A escadaria da Igreja Santíssima Trindade, em Águas de Meninos, onde sobem dezenas de pessoas todos os dias, agora é só silêncio. Nenhuma palavra, nenhuma ação, apenas a oração silenciosa de homens e mulheres que compreendem a dor do próximo e se uniram para expressar solidariedade aos familiares das vítimas do COVID-19, que, segundo o levantamento realizado pelo consórcio de veículos de imprensa, já acomete mais de um milhão de brasileiros.
O que os moradores da Comunidade da Trindade estão fazendo ao silenciarem nas escadarias tem nome: “O silêncio faz ecoar nossa dor”. Esta é a campanha idealizada pelo responsável da Comunidade, Henrique Peregrino, em parceria com a Cáritas Nacional, a Conferência dos Religiosos do Brasil (CRB), o Centro de Estudos Bíblicos (CEBI), o Conselho Nacional de Igrejas Cristãs do Brasil (CONIC), o Conselho Ecumênico Baiano de Igrejas Cristãs (CEBIC), a Coordenadoria Ecumênica de Serviço (CESE), a Fundação Luterana de Diaconia (FLD), o Centro de Estudos e Ação Social (CEAS) e o Núcleo Apostólico da Companhia de Jesus na Bahia (MAGIS).
Lançada no dia 11 de junho, a iniciativa, que também é conhecida como “Não-Ação”, além de ser um momento permanente de oração em meio ao silêncio, é também uma oportunidade de denunciar a inação de órgãos governamentais diante do crescente número de casos e de mortes. “Isso se tornou uma missão diante da responsabilidade da vida do próximo”, afirma Henrique.
O silêncio – Nas escadarias, homens e mulheres se revezam, diariamente, para que o ato seja realizado de maneira permanente e seguindo todas as recomendações sanitárias, como explica Henrique Peregrino, que montou uma tenda de frente para a Avenida Jequitaia, onde as pessoas se abrigam para ter esse momento oracional. “Disponível o dia todo, do nascer ao pôr do sol, das 6h às 18h, sempre há pessoas que assumem a presença silenciosa e oracional”, explica.

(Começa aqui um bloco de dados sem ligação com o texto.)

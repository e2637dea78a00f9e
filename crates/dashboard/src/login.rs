//! REST API 로그인
//!
//! 새 사용자를 만들고 그 자격 증명으로 `POST {base}/api/auth`를 호출합니다.
//! 성공 시 대시보드는 `201 Created`를 응답합니다.

use reqwest::StatusCode;
use reqwest::header::{ACCEPT, CONTENT_TYPE, HeaderMap, HeaderValue};
use serde::Serialize;
use tracing::info;

use dashprobe_model::ModelClient;

use crate::context::SuiteContext;
use crate::error::DashboardError;
use crate::users::{create_user, password_from, random_username};

const SCENARIO: &str = "access_dashboard";

/// 대시보드 REST API 버전 미디어 타입
pub const API_MEDIA_TYPE: &str = "application/vnd.ceph.api.v1.0";

/// 인증 엔드포인트 경로
pub const AUTH_PATH: &str = "api/auth";

#[derive(Debug, Serialize)]
struct Credentials<'a> {
    username: &'a str,
    password: &'a str,
}

fn auth_headers() -> HeaderMap {
    let mut headers = HeaderMap::new();
    headers.insert(CONTENT_TYPE, HeaderValue::from_static("application/json"));
    headers.insert(ACCEPT, HeaderValue::from_static(API_MEDIA_TYPE));
    headers
}

/// `base_url`로 로그인할 수 있는지 확인합니다.
pub async fn access_dashboard<M: ModelClient>(
    ctx: &SuiteContext<M>,
    base_url: &str,
) -> Result<(), DashboardError> {
    let dashboard = &ctx.config().dashboard;
    let username = random_username(&dashboard.username_prefix);
    let outcome =
        create_user(ctx.model(), ctx.application(), &username, &dashboard.user_role).await?;
    let password = password_from(&outcome, SCENARIO)?;

    let url = format!("{}/{AUTH_PATH}", base_url.trim_end_matches('/'));
    let credentials = Credentials {
        username: &username,
        password: &password,
    };
    let status = ctx
        .http()
        .post_json(&url, &credentials, &auth_headers())
        .await?
        .status();

    if status != StatusCode::CREATED {
        return Err(DashboardError::assertion(
            SCENARIO,
            format!("login as '{username}' at {url} expected 201 Created, got {status}"),
        ));
    }
    info!(username = %username, url = %url, "dashboard login succeeded");
    Ok(())
}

Henrique Peregrino ressalta que também chegou a participar de outras ações e assinou petições para que algo fosse feito diante do cenário, mas percebeu que era necessário algo mais e que o silêncio e a “Não-Ação” podiam completar de modo a tornar o clamor ainda mais forte. Contudo, ele explica que não é um silêncio calado, “é um silêncio de protesto e indignação. Nós não podemos ficar sem reação diante da situação em que diariamente milhares de vidas são perdidas. Não podemos achar isso normal, porque ninguém quer que o Brasil se torne um cemitério. Estamos todos aqui para a vida! Jesus disse ‘Eu vim para que todos tenham vida e a tenham em plenitude’”, destaca.
De acordo com a moradora da Comunidade da Trindade, Juci de Souza, de 54 anos, que participa presencialmente nas escadarias da Igreja, sempre das 16h às 18h, é uma experiência única porque, segundo ela, antes da pandemia já refletia sobre o acúmulo de informações, a rotina dos seres humanos e o barulho de trânsito da cidade, já que muita gente não está cumprindo o isolamento social. “Eu vivo essa experiência para silenciar esse barulho que vem como uma resposta de toda a situação e sentir que, mesmo diante disso, eu posso entrar em comunhão e em sintonia com todos os gritos e dor que assolam o mundo”, diz. Juci destaca, ainda, que as pessoas estão vivendo como se as mortes e os casos de COVID-19 fossem algo comum. “Você saber que 50 mil vidas já se foram, e ter isso como algo natural, é não sentir empatia pela dor do outro”, conclui.
Para a pastora da Igreja Presbiteriana Unida, Sônia Mota, que abraçou a campanha na Igreja onde congrega e na CESE, que também faz parte da iniciativa, a sensação é de que diante dos discursos feitos por meio dos responsáveis pela Saúde no Brasil, as pessoas acabaram ficando cansadas com tantas ocorrências que envolvem vidas. “Entendemos que o silêncio também pode ser uma forma de protesto, mas não é o silêncio que se omite, mas sim o silêncio que quer falar alto. Na própria Bíblia há muitos momentos de silêncio. Silenciar-se diante de uma dor profunda. Silenciar-se para chamar atenção”, diz.
#SilêncioPelaDor – As pessoas também podem participar da campanha sem sair das casas. “Pode ser dentro do apartamento, da casa, qual que seja a moradia, essa pessoa pode reservar um momento para ficar em silêncio. E, para que esse silêncio ecoe, nós pedimos que as pessoas escrevam o lema, tirem uma foto e publiquem nas redes sociais com a #SilêncioPelaDor”, pede Henrique Peregrino.